───── RECORD EXCERPTS ─────
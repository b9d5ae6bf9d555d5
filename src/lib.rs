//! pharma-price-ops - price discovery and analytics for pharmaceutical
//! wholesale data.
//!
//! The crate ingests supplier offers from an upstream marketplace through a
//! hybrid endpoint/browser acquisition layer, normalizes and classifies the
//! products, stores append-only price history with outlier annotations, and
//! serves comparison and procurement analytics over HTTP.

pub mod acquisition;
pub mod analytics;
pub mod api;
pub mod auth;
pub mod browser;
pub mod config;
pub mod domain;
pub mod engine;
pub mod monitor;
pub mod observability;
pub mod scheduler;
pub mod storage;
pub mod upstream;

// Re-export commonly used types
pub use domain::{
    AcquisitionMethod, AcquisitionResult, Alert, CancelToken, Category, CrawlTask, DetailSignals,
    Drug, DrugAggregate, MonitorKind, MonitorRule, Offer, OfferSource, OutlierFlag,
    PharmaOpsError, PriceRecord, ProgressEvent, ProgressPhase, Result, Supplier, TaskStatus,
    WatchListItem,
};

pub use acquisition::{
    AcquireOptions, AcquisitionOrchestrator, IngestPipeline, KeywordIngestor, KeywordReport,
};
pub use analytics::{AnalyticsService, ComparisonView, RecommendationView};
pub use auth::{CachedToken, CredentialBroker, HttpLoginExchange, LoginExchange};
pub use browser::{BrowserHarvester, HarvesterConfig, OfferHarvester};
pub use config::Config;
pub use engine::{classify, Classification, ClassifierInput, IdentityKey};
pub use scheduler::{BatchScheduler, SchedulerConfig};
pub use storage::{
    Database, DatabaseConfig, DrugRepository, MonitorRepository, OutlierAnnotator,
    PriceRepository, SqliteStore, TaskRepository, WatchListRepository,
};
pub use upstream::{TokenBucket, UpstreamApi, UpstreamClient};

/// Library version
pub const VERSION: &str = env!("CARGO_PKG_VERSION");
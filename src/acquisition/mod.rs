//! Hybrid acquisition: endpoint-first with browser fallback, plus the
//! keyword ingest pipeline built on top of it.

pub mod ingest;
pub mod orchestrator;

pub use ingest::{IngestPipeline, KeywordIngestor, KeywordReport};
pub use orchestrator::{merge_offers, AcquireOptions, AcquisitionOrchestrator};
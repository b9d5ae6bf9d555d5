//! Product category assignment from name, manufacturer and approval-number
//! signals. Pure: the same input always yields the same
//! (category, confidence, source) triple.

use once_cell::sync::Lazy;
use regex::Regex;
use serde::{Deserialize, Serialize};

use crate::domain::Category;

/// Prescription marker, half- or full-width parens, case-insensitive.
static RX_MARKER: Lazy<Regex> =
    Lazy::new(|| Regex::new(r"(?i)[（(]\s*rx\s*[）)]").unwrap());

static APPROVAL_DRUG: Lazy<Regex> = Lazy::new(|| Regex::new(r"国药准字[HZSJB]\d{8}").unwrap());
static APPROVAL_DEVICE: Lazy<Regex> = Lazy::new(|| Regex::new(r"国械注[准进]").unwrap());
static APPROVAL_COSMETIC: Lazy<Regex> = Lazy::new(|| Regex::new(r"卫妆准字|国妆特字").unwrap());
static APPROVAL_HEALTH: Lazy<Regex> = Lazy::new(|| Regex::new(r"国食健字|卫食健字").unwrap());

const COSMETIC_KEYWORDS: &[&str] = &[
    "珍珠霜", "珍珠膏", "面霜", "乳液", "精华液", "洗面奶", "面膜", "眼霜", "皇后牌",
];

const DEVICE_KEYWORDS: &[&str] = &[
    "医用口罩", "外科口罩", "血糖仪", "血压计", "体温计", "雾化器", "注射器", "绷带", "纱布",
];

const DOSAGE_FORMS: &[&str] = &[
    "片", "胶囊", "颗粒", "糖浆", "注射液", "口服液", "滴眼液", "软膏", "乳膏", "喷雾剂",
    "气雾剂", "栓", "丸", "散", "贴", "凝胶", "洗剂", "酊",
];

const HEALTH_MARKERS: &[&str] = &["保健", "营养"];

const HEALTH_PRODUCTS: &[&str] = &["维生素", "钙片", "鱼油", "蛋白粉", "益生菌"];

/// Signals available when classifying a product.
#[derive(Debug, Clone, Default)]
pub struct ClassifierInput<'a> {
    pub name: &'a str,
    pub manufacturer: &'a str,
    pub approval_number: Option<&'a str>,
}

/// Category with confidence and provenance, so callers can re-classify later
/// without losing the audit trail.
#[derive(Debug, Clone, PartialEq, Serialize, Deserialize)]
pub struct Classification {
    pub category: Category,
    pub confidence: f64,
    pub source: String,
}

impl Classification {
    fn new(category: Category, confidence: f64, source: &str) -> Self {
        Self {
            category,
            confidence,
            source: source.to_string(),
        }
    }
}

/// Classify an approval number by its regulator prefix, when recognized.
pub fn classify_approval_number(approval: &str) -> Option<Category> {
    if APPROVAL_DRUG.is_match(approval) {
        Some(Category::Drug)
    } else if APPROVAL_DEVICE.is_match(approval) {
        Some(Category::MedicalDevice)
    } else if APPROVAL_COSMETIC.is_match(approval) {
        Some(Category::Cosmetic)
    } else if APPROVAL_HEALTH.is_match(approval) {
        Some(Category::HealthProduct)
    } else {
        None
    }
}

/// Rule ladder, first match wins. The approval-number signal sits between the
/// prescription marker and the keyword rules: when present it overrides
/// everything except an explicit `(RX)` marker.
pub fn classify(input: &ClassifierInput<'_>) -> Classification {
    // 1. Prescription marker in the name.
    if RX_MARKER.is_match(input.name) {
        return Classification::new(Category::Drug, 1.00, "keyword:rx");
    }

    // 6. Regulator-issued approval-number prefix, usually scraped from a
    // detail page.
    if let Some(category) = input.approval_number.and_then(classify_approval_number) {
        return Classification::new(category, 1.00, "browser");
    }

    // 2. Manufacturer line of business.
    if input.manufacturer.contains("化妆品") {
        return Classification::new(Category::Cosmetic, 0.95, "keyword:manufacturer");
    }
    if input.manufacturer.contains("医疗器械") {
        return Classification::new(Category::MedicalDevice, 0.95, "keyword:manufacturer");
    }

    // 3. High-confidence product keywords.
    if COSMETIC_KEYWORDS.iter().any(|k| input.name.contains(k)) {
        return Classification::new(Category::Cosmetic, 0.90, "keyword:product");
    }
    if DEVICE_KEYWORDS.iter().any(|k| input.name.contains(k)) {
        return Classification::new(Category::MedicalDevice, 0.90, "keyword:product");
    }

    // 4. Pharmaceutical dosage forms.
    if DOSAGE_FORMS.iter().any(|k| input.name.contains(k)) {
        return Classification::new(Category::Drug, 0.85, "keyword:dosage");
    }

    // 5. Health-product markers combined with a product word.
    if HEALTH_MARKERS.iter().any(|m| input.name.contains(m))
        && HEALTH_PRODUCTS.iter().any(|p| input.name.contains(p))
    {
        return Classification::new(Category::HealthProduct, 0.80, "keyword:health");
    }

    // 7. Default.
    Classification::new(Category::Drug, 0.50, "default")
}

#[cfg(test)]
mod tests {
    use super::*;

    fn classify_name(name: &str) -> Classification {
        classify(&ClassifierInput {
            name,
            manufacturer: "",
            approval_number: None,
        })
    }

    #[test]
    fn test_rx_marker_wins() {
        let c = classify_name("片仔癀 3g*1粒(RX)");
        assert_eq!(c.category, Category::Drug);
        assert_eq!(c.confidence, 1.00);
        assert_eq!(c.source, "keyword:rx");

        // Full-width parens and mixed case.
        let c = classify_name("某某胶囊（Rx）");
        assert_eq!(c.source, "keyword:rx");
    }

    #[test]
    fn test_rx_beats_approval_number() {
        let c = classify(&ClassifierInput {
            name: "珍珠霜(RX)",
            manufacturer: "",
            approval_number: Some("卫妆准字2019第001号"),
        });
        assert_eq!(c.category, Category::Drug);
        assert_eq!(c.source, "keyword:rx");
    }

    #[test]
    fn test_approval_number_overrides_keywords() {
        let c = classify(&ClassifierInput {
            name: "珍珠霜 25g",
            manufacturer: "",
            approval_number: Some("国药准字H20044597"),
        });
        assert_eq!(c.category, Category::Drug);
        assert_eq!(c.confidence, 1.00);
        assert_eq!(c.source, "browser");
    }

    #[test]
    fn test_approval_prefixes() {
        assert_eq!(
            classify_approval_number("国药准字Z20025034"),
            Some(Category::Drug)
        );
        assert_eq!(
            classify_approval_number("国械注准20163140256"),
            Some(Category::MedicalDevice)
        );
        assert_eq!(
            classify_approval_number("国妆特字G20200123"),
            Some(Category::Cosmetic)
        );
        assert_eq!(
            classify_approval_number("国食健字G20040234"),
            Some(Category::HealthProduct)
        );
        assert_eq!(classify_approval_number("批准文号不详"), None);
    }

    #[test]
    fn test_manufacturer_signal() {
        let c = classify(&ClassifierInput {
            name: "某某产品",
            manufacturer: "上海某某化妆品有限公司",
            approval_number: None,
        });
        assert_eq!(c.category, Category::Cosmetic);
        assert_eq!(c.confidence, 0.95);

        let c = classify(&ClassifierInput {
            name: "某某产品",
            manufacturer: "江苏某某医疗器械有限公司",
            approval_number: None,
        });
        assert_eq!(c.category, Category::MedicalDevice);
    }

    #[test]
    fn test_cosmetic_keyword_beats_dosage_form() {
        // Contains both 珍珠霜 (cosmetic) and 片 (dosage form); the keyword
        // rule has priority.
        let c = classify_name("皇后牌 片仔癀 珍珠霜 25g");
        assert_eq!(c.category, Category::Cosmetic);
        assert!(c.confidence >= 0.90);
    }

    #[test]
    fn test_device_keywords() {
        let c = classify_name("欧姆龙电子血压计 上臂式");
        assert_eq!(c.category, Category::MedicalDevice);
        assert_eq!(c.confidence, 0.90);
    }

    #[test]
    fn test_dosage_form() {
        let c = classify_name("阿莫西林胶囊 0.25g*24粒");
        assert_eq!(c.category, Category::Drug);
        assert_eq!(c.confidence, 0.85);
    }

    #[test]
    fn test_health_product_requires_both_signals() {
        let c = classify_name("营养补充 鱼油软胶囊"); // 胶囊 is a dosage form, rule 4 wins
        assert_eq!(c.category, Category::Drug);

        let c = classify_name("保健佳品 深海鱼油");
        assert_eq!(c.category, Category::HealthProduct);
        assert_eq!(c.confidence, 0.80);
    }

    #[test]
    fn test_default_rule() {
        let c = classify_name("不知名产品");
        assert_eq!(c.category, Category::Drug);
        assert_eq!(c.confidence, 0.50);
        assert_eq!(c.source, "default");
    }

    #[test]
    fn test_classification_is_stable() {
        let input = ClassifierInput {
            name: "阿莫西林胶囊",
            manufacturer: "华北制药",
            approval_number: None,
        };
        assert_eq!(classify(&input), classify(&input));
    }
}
─────
Copy the lines above exactly, from the very first through the one containing "pub use config::Config;", and include no other line.

## SOLUTION TO THIS EXERCISE:
repository b9d5ae6bf9d555d5
filename src/lib.rs
//! pharma-price-ops - price discovery and analytics for pharmaceutical
//! wholesale data.
//!
//! The crate ingests supplier offers from an upstream marketplace through a
//! hybrid endpoint/browser acquisition layer, normalizes and classifies the
//! products, stores append-only price history with outlier annotations, and
//! serves comparison and procurement analytics over HTTP.

pub mod acquisition;
pub mod analytics;
pub mod api;
pub mod auth;
pub mod browser;
pub mod config;
pub mod domain;
pub mod engine;
pub mod monitor;
pub mod observability;
pub mod scheduler;
pub mod storage;
pub mod upstream;

// Re-export commonly used types
pub use domain::{
    AcquisitionMethod, AcquisitionResult, Alert, CancelToken, Category, CrawlTask, DetailSignals,
    Drug, DrugAggregate, MonitorKind, MonitorRule, Offer, OfferSource, OutlierFlag,
    PharmaOpsError, PriceRecord, ProgressEvent, ProgressPhase, Result, Supplier, TaskStatus,
    WatchListItem,
};

pub use acquisition::{
    AcquireOptions, AcquisitionOrchestrator, IngestPipeline, KeywordIngestor, KeywordReport,
};
pub use analytics::{AnalyticsService, ComparisonView, RecommendationView};
pub use auth::{CachedToken, CredentialBroker, HttpLoginExchange, LoginExchange};
pub use browser::{BrowserHarvester, HarvesterConfig, OfferHarvester};
pub use config::Config;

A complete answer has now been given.